↓↓↓

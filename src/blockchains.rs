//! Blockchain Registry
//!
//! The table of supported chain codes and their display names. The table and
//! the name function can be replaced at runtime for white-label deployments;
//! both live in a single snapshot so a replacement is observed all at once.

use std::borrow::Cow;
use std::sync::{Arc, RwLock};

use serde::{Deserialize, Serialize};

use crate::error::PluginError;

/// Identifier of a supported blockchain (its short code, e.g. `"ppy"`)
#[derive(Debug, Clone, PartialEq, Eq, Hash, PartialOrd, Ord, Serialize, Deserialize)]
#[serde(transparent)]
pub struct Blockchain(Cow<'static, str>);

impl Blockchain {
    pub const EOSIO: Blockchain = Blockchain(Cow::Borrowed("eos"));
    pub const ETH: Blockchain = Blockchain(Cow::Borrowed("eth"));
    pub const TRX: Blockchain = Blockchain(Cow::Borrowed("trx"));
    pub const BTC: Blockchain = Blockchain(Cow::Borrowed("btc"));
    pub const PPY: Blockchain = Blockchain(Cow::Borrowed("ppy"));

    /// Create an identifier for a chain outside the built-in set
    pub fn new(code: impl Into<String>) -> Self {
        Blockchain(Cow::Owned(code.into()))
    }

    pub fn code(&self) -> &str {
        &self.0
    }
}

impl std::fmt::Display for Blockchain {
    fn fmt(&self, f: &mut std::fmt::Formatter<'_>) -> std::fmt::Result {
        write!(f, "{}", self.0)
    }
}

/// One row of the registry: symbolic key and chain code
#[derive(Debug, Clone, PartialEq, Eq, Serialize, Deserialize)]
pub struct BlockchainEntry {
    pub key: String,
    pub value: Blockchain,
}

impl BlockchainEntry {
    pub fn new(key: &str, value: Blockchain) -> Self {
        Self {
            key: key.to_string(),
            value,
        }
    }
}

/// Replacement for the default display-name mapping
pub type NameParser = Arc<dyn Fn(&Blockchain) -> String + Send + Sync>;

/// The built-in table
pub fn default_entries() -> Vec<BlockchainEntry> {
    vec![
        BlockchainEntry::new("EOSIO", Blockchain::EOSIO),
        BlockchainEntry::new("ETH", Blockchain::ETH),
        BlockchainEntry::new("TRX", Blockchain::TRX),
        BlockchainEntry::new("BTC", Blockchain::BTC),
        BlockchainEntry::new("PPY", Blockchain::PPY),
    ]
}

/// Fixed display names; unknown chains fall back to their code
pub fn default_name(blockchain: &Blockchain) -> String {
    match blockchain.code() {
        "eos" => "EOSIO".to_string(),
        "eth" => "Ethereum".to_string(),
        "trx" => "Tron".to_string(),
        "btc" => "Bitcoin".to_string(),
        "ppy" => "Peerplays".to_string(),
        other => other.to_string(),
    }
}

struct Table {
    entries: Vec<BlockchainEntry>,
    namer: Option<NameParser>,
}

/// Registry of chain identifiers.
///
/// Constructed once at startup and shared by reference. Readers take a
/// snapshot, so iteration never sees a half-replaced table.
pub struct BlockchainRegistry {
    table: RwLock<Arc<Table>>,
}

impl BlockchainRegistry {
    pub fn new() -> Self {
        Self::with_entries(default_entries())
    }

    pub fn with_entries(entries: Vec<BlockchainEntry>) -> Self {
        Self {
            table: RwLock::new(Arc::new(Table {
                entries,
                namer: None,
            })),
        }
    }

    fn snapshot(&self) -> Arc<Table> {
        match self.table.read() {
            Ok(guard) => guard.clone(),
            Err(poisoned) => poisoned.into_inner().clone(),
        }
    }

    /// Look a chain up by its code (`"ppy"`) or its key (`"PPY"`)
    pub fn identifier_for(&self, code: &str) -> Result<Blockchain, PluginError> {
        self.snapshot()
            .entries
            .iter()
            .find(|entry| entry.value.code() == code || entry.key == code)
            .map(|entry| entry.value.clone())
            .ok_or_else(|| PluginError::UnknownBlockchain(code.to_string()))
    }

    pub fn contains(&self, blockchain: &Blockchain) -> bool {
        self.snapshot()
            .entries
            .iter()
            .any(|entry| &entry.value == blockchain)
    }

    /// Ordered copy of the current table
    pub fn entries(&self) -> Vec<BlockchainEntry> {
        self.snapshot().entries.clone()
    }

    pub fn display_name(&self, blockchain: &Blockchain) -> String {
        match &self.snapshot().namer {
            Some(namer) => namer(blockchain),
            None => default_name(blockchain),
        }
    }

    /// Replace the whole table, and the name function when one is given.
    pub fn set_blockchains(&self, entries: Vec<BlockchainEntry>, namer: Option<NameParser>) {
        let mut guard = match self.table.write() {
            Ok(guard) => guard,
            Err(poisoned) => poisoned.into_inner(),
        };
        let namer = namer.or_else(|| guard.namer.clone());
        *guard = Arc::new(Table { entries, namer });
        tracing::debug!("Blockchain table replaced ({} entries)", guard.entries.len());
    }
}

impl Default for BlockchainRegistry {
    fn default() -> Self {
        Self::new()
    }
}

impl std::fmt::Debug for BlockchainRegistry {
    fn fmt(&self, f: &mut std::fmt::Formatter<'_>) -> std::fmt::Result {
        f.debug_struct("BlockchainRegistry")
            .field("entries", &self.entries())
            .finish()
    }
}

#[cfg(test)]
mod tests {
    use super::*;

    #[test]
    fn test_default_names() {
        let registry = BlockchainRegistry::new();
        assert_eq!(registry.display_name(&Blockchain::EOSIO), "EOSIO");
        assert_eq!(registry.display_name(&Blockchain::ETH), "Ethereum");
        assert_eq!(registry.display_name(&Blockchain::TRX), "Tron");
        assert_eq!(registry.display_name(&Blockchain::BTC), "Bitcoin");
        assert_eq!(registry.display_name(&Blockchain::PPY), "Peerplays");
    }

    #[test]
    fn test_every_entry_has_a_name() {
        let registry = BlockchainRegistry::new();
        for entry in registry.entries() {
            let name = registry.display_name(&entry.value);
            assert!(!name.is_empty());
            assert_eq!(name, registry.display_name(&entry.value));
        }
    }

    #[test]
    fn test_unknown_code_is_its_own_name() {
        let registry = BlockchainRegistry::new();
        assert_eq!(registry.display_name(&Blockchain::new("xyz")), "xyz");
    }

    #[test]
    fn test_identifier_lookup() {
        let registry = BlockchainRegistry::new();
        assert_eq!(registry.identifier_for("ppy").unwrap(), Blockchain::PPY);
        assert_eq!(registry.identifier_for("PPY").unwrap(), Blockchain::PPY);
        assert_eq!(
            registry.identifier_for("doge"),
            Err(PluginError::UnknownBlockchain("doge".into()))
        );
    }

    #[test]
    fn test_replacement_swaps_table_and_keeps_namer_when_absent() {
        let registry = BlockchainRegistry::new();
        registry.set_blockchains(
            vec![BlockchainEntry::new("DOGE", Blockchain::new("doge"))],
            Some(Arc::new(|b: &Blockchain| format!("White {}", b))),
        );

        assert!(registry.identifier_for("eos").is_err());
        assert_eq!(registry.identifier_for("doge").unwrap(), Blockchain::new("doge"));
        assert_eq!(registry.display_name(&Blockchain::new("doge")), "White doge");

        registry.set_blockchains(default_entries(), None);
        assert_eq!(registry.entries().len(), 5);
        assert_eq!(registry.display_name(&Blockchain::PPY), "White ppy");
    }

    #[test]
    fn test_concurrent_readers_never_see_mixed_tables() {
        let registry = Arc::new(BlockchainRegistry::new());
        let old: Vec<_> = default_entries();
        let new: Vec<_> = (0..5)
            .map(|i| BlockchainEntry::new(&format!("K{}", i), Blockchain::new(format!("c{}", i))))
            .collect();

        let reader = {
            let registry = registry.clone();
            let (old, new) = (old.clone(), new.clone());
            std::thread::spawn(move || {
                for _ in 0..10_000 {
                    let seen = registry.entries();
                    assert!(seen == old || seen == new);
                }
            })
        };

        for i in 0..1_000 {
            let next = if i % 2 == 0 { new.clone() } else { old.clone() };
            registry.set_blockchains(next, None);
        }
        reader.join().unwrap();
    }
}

↑↑↑
↓↓↓

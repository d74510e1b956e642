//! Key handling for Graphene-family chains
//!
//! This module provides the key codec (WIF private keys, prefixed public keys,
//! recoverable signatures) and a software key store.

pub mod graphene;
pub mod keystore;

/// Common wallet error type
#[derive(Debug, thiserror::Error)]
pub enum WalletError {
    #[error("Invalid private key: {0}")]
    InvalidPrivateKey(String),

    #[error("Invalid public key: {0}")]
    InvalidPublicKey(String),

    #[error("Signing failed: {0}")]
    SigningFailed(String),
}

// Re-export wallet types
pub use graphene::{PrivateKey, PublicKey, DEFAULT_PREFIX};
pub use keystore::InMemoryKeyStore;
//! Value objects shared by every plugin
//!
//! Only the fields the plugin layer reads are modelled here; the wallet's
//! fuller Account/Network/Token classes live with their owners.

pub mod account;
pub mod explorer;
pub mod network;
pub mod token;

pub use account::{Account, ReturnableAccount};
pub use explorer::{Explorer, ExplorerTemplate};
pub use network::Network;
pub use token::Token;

↑↑↑
↓↓↓

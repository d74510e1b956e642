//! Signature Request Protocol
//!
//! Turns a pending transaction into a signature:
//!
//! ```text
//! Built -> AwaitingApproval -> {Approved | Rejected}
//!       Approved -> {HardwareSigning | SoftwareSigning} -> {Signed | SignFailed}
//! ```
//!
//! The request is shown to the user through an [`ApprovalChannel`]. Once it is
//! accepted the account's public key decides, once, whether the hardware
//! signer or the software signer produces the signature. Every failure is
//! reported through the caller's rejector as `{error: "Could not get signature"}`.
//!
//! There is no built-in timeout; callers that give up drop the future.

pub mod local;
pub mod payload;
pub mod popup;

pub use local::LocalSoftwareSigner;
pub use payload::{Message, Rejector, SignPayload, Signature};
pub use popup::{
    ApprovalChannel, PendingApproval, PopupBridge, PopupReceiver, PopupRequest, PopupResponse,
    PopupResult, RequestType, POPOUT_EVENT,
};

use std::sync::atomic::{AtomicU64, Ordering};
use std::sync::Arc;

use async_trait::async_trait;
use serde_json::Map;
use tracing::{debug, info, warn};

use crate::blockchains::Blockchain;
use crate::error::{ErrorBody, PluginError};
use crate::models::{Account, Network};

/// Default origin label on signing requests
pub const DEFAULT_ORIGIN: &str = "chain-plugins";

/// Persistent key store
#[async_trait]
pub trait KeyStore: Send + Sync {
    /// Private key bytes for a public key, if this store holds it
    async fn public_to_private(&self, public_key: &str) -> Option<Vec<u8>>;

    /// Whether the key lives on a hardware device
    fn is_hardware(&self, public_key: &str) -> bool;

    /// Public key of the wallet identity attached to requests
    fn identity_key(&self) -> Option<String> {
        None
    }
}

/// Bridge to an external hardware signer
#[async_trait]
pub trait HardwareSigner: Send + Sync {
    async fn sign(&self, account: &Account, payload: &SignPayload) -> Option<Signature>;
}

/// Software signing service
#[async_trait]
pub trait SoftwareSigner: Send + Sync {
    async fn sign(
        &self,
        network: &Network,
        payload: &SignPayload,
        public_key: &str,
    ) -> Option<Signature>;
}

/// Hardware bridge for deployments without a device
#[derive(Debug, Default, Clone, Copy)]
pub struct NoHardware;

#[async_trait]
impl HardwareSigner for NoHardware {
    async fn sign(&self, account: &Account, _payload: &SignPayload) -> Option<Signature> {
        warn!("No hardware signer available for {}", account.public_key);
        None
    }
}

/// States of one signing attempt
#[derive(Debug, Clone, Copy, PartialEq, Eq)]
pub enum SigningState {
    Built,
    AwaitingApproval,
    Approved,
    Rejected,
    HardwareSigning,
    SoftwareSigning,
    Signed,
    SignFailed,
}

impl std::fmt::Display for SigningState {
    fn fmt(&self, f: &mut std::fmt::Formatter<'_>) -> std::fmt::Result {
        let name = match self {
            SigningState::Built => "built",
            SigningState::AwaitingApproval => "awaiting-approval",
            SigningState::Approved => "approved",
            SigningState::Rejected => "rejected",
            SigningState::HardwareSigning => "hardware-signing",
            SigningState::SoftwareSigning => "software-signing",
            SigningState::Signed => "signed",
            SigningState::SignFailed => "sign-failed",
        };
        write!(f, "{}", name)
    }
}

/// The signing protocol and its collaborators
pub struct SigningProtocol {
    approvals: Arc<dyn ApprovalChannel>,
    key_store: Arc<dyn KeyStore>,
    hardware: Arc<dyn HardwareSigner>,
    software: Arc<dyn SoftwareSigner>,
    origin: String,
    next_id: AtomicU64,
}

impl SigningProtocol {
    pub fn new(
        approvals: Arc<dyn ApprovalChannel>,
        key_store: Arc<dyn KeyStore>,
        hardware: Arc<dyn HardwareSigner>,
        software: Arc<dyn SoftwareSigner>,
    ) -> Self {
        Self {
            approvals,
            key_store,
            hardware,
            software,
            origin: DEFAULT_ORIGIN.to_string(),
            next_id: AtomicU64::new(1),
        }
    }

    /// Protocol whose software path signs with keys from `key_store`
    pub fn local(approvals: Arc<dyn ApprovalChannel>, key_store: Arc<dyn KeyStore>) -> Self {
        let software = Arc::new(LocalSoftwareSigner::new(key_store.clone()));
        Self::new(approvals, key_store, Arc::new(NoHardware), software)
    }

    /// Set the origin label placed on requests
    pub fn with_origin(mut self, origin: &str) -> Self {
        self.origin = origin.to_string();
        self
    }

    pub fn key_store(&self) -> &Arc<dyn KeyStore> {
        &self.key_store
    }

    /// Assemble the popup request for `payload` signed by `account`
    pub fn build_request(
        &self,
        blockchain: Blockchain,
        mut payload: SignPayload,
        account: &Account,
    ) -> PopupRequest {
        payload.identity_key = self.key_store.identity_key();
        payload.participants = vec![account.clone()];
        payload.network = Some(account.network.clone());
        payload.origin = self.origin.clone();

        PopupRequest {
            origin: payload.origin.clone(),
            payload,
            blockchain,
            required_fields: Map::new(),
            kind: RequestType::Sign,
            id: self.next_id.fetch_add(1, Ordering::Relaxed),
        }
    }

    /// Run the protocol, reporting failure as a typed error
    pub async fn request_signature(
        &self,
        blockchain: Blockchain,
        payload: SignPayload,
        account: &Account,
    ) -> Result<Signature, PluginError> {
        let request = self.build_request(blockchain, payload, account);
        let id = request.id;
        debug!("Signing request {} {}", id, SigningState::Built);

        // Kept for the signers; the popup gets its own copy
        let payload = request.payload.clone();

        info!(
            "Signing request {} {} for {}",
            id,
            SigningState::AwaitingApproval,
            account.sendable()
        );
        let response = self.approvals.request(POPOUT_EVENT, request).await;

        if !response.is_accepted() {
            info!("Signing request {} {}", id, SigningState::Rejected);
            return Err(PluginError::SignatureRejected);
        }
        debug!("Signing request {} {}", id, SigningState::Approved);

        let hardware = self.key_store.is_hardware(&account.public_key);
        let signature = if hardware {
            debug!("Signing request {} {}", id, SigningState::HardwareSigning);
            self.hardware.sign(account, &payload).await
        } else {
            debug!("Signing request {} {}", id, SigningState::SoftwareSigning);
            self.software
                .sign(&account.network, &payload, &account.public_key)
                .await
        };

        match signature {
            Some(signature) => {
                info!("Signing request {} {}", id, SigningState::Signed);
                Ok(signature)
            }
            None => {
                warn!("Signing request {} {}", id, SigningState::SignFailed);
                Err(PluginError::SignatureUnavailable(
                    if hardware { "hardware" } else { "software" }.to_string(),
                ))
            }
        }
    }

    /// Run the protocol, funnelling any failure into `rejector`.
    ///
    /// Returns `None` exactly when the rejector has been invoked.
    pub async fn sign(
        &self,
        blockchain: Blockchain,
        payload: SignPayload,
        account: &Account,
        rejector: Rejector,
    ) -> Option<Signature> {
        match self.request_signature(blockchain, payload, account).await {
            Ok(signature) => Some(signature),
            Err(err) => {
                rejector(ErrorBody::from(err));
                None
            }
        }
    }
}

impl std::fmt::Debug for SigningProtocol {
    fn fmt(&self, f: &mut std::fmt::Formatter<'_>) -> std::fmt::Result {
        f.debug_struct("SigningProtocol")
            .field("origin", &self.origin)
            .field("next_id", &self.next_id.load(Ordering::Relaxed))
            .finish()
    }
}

↑↑↑

Task description: The entries above hold a line with "use async_trait::async_trait;" and a later line with "on signing requests". Write out exactly those lines and all lines between, nothing more.

Response for this exercise:
use async_trait::async_trait;
use serde_json::Map;
use tracing::{debug, info, warn};

use crate::blockchains::Blockchain;
use crate::error::{ErrorBody, PluginError};
use crate::models::{Account, Network};

/// Default origin label on signing requests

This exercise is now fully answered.